As Australia’s cryptologic agency ASD:

  • Informs through covertly accessing information not publicly available (signals intelligence).
  • Protects by comprehensively understanding the cyber threat. The agency provides leading advice and proactive assistance to shape the environment and influence others to ensure governments, business and the community are able to better manage cyber security risk
  • Disrupts by delivering high-impact, full-spectrum offensive cyber operations to support a range of Australian government priorities including supporting military operations, law enforcement and criminal intelligence activity against cyber criminals, and responding to serious cyber incidents against Australian networks.

“ASD operates in the slim area between the difficult and the impossible.”

(A couple of generations of more discrete spooks would shudder over that last sentence.)

So that’s what we boast of doing. As part of the US alliance, we actually do substantially more.

As hinted in the ASD job description, if there is another major confrontation, it is likely to be more cyber than guns and missiles. The cyber arms race is mutual, in the nature of all arms races.

The spook industry is self-serving in pushing alarm over what China is doing, while hoping nobody notices the reciprocity. The Nine newspapers sometimes give the impression that our security agencies spend half their time telling journalists their supposed secrets.

The result is that we tend to get a one-sided view of the contest between China and the US.

As a small example, yes, China is behaving very badly in the South China Sea, building its advance defensive rim, but at least China is building new islands, not seizing existing ones the way rising powers have traditionally done.
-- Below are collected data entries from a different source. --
/*!
Client side of the relay.

The client connects (retrying on a fixed backoff), answers the server's
prompt with a display name and then runs two loops: the caller-driven input
loop in [`ChatClient::run`] and a background receive loop that shows
whatever the server sends. A failed send tears the receive loop down,
reconnects, resends the stored name and starts a fresh receive loop.
*/
use std::{io, sync::Arc, time::Duration};

use tokio::{
    io::{AsyncBufRead, AsyncBufReadExt, AsyncReadExt, AsyncWriteExt},
    net::{
        TcpStream,
        tcp::{OwnedReadHalf, OwnedWriteHalf},
    },
    task::JoinHandle,
    time::{sleep, timeout},
};
use tokio_util::sync::CancellationToken;
use tracing::{debug, info};

use crate::{
    config::{ClientConfig, DEFAULT_NAME, HANDSHAKE_CHUNK_SIZE, READ_CHUNK_SIZE},
    error::{Error, Result},
};

const RECEIVER_JOIN_TIMEOUT: Duration = Duration::from_secs(1);

/// Where the client shows things to its user.
pub trait Console: Send + Sync + 'static {
    /// Text received from the server.
    fn show(&self, text: &str);
    /// Locally generated status notice.
    fn notice(&self, text: &str);
}

const QUIT_COMMANDS: [&str; 3] = ["exit", "quit", "salir"];

/// `exit`, `quit` or `salir`, in any case, ends the session.
pub fn is_quit_command(line: &str) -> bool {
    let line = line.trim();
    QUIT_COMMANDS
        .iter()
        .any(|command| line.eq_ignore_ascii_case(command))
}

async fn read_prompt(reader: &mut OwnedReadHalf, limit: Duration) -> Result<String> {
    let mut buf = [0u8; HANDSHAKE_CHUNK_SIZE];
    match timeout(limit, reader.read(&mut buf)).await {
        Err(_) => Err(Error::HandshakeTimeout),
        Ok(Err(e)) => Err(e.into()),
        Ok(Ok(0)) => Err(Error::HandshakeClosed),
        Ok(Ok(n)) => Ok(String::from_utf8_lossy(&buf[..n]).into_owned()),
    }
}

async fn receive_loop(
    mut reader: OwnedReadHalf,
    console: Arc<dyn Console>,
    stop: CancellationToken,
) {
    let mut buf = vec![0u8; READ_CHUNK_SIZE];
    loop {
        tokio::select! {
            biased;
            _ = stop.cancelled() => break,
            res = reader.read(&mut buf) => match res {
                Ok(0) => {
                    console.notice("The server closed the connection.");
                    stop.cancel();
                    break;
                }
                Ok(n) => console.show(&String::from_utf8_lossy(&buf[..n])),
                Err(e) => {
                    console.notice(&format!("Connection to the server lost: {}", e));
                    stop.cancel();
                    break;
                }
            }
        }
    }

    debug!("receive loop finished");
}

/// One live connection: the write half plus the receive loop reading the
/// other half under its own stop signal.
struct Link {
    writer: OwnedWriteHalf,
    stop: CancellationToken,
    receiver: JoinHandle<()>,
}

impl Link {
    fn start(reader: OwnedReadHalf, writer: OwnedWriteHalf, console: Arc<dyn Console>) -> Self {
        let stop = CancellationToken::new();
        let receiver = tokio::spawn(receive_loop(reader, console, stop.clone()));
        Self {
            writer,
            stop,
            receiver,
        }
    }

    async fn send(&mut self, line: &str) -> io::Result<()> {
        // The receive loop already saw the connection go away.
        if self.stop.is_cancelled() {
            return Err(io::Error::from(io::ErrorKind::NotConnected));
        }

        let mut payload = String::with_capacity(line.len() + 1);
        payload.push_str(line);
        payload.push('\n');
        self.writer.write_all(payload.as_bytes()).await
    }

    async fn stop(mut self) {
        self.stop.cancel();
        let _ = self.writer.shutdown().await;
        drop(self.writer);
        if timeout(RECEIVER_JOIN_TIMEOUT, self.receiver).await.is_err() {
            debug!("receive loop did not stop in time");
        }
    }
}

pub struct ChatClient {
    config: ClientConfig,
    console: Arc<dyn Console>,
    name: Option<String>,
}

impl ChatClient {
    /// A name preset in `config` is sent without asking for one.
    pub fn new(config: ClientConfig, console: Arc<dyn Console>) -> Self {
        let name = config.name.clone();
        Self {
            config,
            console,
            name,
        }
    }

    /// Retries on the fixed backoff until the server accepts.
    async fn connect(&self) -> TcpStream {
        let addr = self.config.server_addr();
        loop {
            let attempt = TcpStream::connect(&addr);
            let source = match timeout(self.config.connect_timeout(), attempt).await {
                Ok(Ok(stream)) => {
                    info!("connected to {}", addr);
                    return stream;
                }
                Ok(Err(e)) => e,
                Err(_) => io::Error::from(io::ErrorKind::TimedOut),
            };

            let err = Error::Connect {
                addr: addr.clone(),
                source,
            };
            self.console.notice(&format!(
                "{}, retrying in {:?}...",
                err,
                self.config.reconnect_delay()
            ));
            sleep(self.config.reconnect_delay()).await;
        }
    }

    /// Connects again and re-registers under the stored name. Keeps trying
    /// until a connection completes the handshake.
    async fn reconnect(&self, name: &str) -> Link {
        loop {
            let (mut reader, mut writer) = self.connect().await.into_split();

            if let Err(e) = read_prompt(&mut reader, self.config.prompt_timeout()).await {
                self.console.notice(&format!("No prompt from the server: {}", e));
                sleep(self.config.reconnect_delay()).await;
                continue;
            }

            if let Err(e) = writer.write_all(name.as_bytes()).await {
                self.console.notice(&format!("Could not resend name: {}", e));
                sleep(self.config.reconnect_delay()).await;
                continue;
            }

            return Link::start(reader, writer, self.console.clone());
        }
    }

    /// Runs the input loop over `input` until a quit command or end of
    /// input. Each line is sent to the server as one message.
    pub async fn run<I>(mut self, input: I) -> Result<()>
    where
        I: AsyncBufRead + Unpin,
    {
        let mut lines = input.lines();

        let (mut reader, mut writer) = self.connect().await.into_split();
        let prompt = match read_prompt(&mut reader, self.config.prompt_timeout()).await {
            Ok(prompt) => prompt,
            Err(e) => {
                self.console.notice(&format!("No prompt from the server: {}", e));
                return Err(e);
            }
        };

        let name = match self.name.take() {
            Some(name) => name,
            None => {
                self.console.show(&prompt);
                match lines.next_line().await? {
                    Some(line) => match line.trim() {
                        "" => DEFAULT_NAME.to_string(),
                        name => name.to_string(),
                    },
                    None => return Ok(()),
                }
            }
        };

        writer.write_all(name.as_bytes()).await?;
        self.name = Some(name.clone());

        let mut link = Link::start(reader, writer, self.console.clone());

        loop {
            let line = match lines.next_line().await {
                Ok(Some(line)) => line,
                Ok(None) => break,
                Err(e) => {
                    debug!("input closed: {}", e);
                    break;
                }
            };

            if is_quit_command(&line) {
                break;
            }

            if let Err(e) = link.send(&line).await {
                self.console
                    .notice(&format!("Cannot send ({}). Connection lost, reconnecting...", e));
                link.stop().await;
                link = self.reconnect(&name).await;
            }
        }

        self.console.notice("Closing connection...");
        link.stop().await;
        Ok(())
    }
}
The US didn’t seize Puerto Rico from the Spanish for the benefit of Puerto Ricans. Nobody except the Cubans cares that the US continues to operate a military base on part of Cuba.

It would have been nice if China was able to achieve its destiny of again being the world’s biggest economy without throwing its weight around and antagonising neighbours. Unfortunately Sinophobes in the US as well as overtly nationalistic elements in China have made that an opportunity lost.

And the belligerence and projection of power remains relative. Challenging ships and planes in the South China Sea is one thing. Invading Iraq is quite another.

The United States’ claim to extraterritorial power is simply astounding and goes unremarked by Australian politicians and media.

As the ANU emeritus Professor Ramesh Thakur has argued, it’s at the core of the arrest of Huawei’s chief financial officer in Canada. Meng Wanzhou had not broken any Canadian, Chinese or international law.

Professor Thakur also gave the example of Cuba’s ambassador to Japan and a colleague being refused rooms by the Hilton hotel in Fukuoka in October.

“As a US-based firm, a company official explained, Hilton is obliged to comply with worldwide US sanctions on Cuban officials.”

It’s 60 years since Fidel Castro won and America’s preferred corrupt dictator lost. The US can still teach China plenty about bullying.